2 Replies Latest reply on Jun 6, 2011 2:17 PM by rick.weber

    GPU for Subset sum problem

    mgrouch
      Subset sum problem

      I'm absolutely new to GPU programming so I apologize if my question is obvious.

      Can GPU and AMD java library for GPU be used to solve Subset sum problem

      http://en.wikipedia.org/wiki/Subset_sum_problem ?

      Is this the type of task that might promise better results than few CPUs?

      Thanks,

      --MG

       

        • GPU for Subset sum problem
          maximmoroz

           

          Originally posted by: mgrouch I'm absolutely new to GPU programming so I apologize if my question is obvious.
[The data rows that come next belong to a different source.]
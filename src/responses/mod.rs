pub mod cors;
pub mod errors;
pub mod json;
pub mod text;

pub use errors::{error_to_response, ResultResp};
pub use json::json_ok;
pub use text::{empty_response, text_response};
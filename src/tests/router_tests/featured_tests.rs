// src/tests/router_tests/featured_tests.rs
use crate::tests::utils::{call, call_all, test_config, test_config_with};
use wiremock::matchers::{any, method, path, query_param};
use wiremock::{Mock, MockServer, ResponseTemplate};

const CARDS: &str = include_str!("../../featured/fixtures/featured_cards.html");
const EMPTY_PAGE: &str = "<html><body><p>This agent has no featured listings.</p></body></html>";

fn html(body: &str) -> ResponseTemplate {
    ResponseTemplate::new(200)
        .insert_header("Content-Type", "text/html; charset=utf-8")
        .set_body_string(body)
}

#[tokio::test(flavor = "multi_thread")]
async fn featured_returns_extracted_listings() {
    let server = MockServer::start().await;
    Mock::given(method("GET"))
        .and(path("/idx/featured"))
        .and(query_param("agent_number", "A100"))
        .respond_with(html(CARDS))
        .expect(1)
        .mount(&server)
        .await;

    let (status, body) = call(
        test_config(&server.uri()),
        "/api/har/featured?agent_number=A100",
    )
    .await;

    assert_eq!(status, 200);
    assert_eq!(body["ok"], true);
    let listings = body["listings"].as_array().unwrap();
    assert_eq!(listings.len(), 4);
    assert_eq!(
        listings[0]["url"],
        "https://www.har.com/homedetail/1204-elm-st-houston-tx-77002/5551001"
    );
    assert_eq!(listings[0]["price"], "$325,000");
    assert_eq!(listings[1]["sqft"], "4210");
}

#[tokio::test(flavor = "multi_thread")]
async fn repeated_request_is_served_from_cache() {
    let server = MockServer::start().await;
    Mock::given(method("GET"))
        .and(path("/idx/featured"))
        .respond_with(html(CARDS))
        .expect(1)
        .mount(&server)
        .await;

    let uri = "/api/har/featured?agent_number=A100".to_string();
    let results = call_all(test_config(&server.uri()), vec![uri.clone(), uri]).await;

    assert_eq!(results[0].0, 200);
    assert_eq!(results[1].0, 200);
    assert_eq!(results[0].1, results[1].1);
}

#[tokio::test(flavor = "multi_thread")]
async fn empty_agent_page_falls_back_to_cid() {
    let server = MockServer::start().await;
    Mock::given(method("GET"))
        .and(path("/idx/featured"))
        .and(query_param("agent_number", "A100"))
        .respond_with(html(EMPTY_PAGE))
        .expect(1)
        .mount(&server)
        .await;
    Mock::given(method("GET"))
        .and(path("/idx/featured"))
        .and(query_param("cid", "C7"))
        .respond_with(html(CARDS))
        .expect(1)
        .mount(&server)
        .await;

    let (status, body) = call(
        test_config(&server.uri()),
        "/api/har/featured?agent_number=A100&cid=C7",
    )
    .await;

    assert_eq!(status, 200);
    assert_eq!(body["listings"].as_array().unwrap().len(), 4);
}

#[tokio::test(flavor = "multi_thread")]
async fn empty_agent_page_falls_back_to_default_cid() {
    let server = MockServer::start().await;
    Mock::given(method("GET"))
        .and(path("/idx/featured"))
        .and(query_param("agent_number", "A100"))
        .respond_with(html(EMPTY_PAGE))
        .expect(1)
        .mount(&server)
        .await;
    Mock::given(method("GET"))
        .and(path("/idx/featured"))
        .and(query_param("cid", "C9"))
        .respond_with(html(CARDS))
        .expect(1)
        .mount(&server)
        .await;

    let config = test_config_with(&server.uri(), &[("HAR_DEFAULT_CID", "C9")]);
    let (status, body) = call(config, "/api/har/featured?agent_number=A100").await;

    assert_eq!(status, 200);
    assert_eq!(body["listings"].as_array().unwrap().len(), 4);
}

#[tokio::test(flavor = "multi_thread")]
async fn empty_agent_page_without_any_cid_is_empty() {
    let server = MockServer::start().await;
    Mock::given(method("GET"))
        .and(path("/idx/featured"))
        .and(query_param("agent_number", "A100"))
        .respond_with(html(EMPTY_PAGE))
        .expect(1)
        .mount(&server)
        .await;

    let (status, body) = call(
        test_config(&server.uri()),
        "/api/har/featured?agent_number=A100",
    )
    .await;

    assert_eq!(status, 200);
    assert_eq!(body, serde_json::json!({ "ok": true, "listings": [] }));
}

#[tokio::test(flavor = "multi_thread")]
async fn page_without_listings_is_not_an_error() {
    let server = MockServer::start().await;
    Mock::given(method("GET"))
        .respond_with(html(EMPTY_PAGE))
        .mount(&server)
        .await;

    let (status, body) = call(test_config(&server.uri()), "/api/har/featured?cid=C7").await;

    assert_eq!(status, 200);
    assert_eq!(body, serde_json::json!({ "ok": true, "listings": [] }));
}

#[tokio::test(flavor = "multi_thread")]
async fn upstream_rejection_is_500_with_status() {
    let server = MockServer::start().await;
    Mock::given(method("GET"))
        .respond_with(ResponseTemplate::new(403).set_body_string("Forbidden"))
        .mount(&server)
        .await;

    let (status, body) = call(
        test_config(&server.uri()),
        "/api/har/featured?agent_number=A100",
    )
    .await;

    assert_eq!(status, 500);
    assert_eq!(body["ok"], false);
    assert!(body["error"].as_str().unwrap().contains("HTTP 403"));
}

#[tokio::test(flavor = "multi_thread")]
async fn missing_identifier_never_fetches() {
    let server = MockServer::start().await;
    Mock::given(any())
        .respond_with(html(CARDS))
        .expect(0)
        .mount(&server)
        .await;

    let (status, _) = call(test_config(&server.uri()), "/api/har/featured").await;

    assert_eq!(status, 400);
}

#[tokio::test(flavor = "multi_thread")]
async fn raw_returns_status_and_snippet() {
    let long_page = format!("<html><body>{}</body></html>", "x".repeat(5000));
    let server = MockServer::start().await;
    Mock::given(method("GET"))
        .and(query_param("cid", "C7"))
        .respond_with(ResponseTemplate::new(404).set_body_string(long_page.clone()))
        .mount(&server)
        .await;

    let (status, body) = call(test_config(&server.uri()), "/api/har/raw?cid=C7").await;

    assert_eq!(status, 200);
    assert_eq!(body["ok"], false);
    assert_eq!(body["status"], 404);
    assert_eq!(body["url"], format!("{}/idx/featured?cid=C7", server.uri()));
    assert_eq!(body["length"], long_page.len());
    assert_eq!(body["snippet"].as_str().unwrap().len(), 2000);
}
          Can GPU and AMD java library for GPU be used to solve Subset sum problem

          http://en.wikipedia.org/wiki/Subset_sum_problem ?

          Is this the type of task that might promise better results than few CPUs?

          Thanks,

          --MG

          Yes.

          Exponential time algorithm: Each work-item will correspond to the single combination (or a bunch of combinations in case the set is large). But there is memory limitation: you should be able to store 2*2^(N/2) elements in the device memory.

          Pseudo-polynomial time dynamic programming solution: N+P (N is the sum of the negative values and P is the sum of the positive values) should be big enough (at least several hundreds) to efficiently utilize GPU. Each dynamic programming pass corresponds to single kernel run.

            • GPU for Subset sum problem
              rick.weber

              I'm also interested in this problem for biology applications. My first pass algorithm is to create a canonical representation of all the solutions (which is possible because NP-complete problems are decidable). Then each thread takes a range of numbers, decodes them into a solution based on the canonical representation, evaluates them, and shoves them in a solutions list. This method is good because you never explicitly store candidate solutions unless they indeed solve the subset sum problem, saving you an exponential amount of memory. You only store actual solutions, which should usually be a virtually infinitesimal fraction of the candidates.

              The problem with this arises when you want to try to run problems with more than 4 billion candidate solutions, as you'll need larger than 32-bit integers, but I'm not sure how long such a kernel would take to run anyways (possibly days).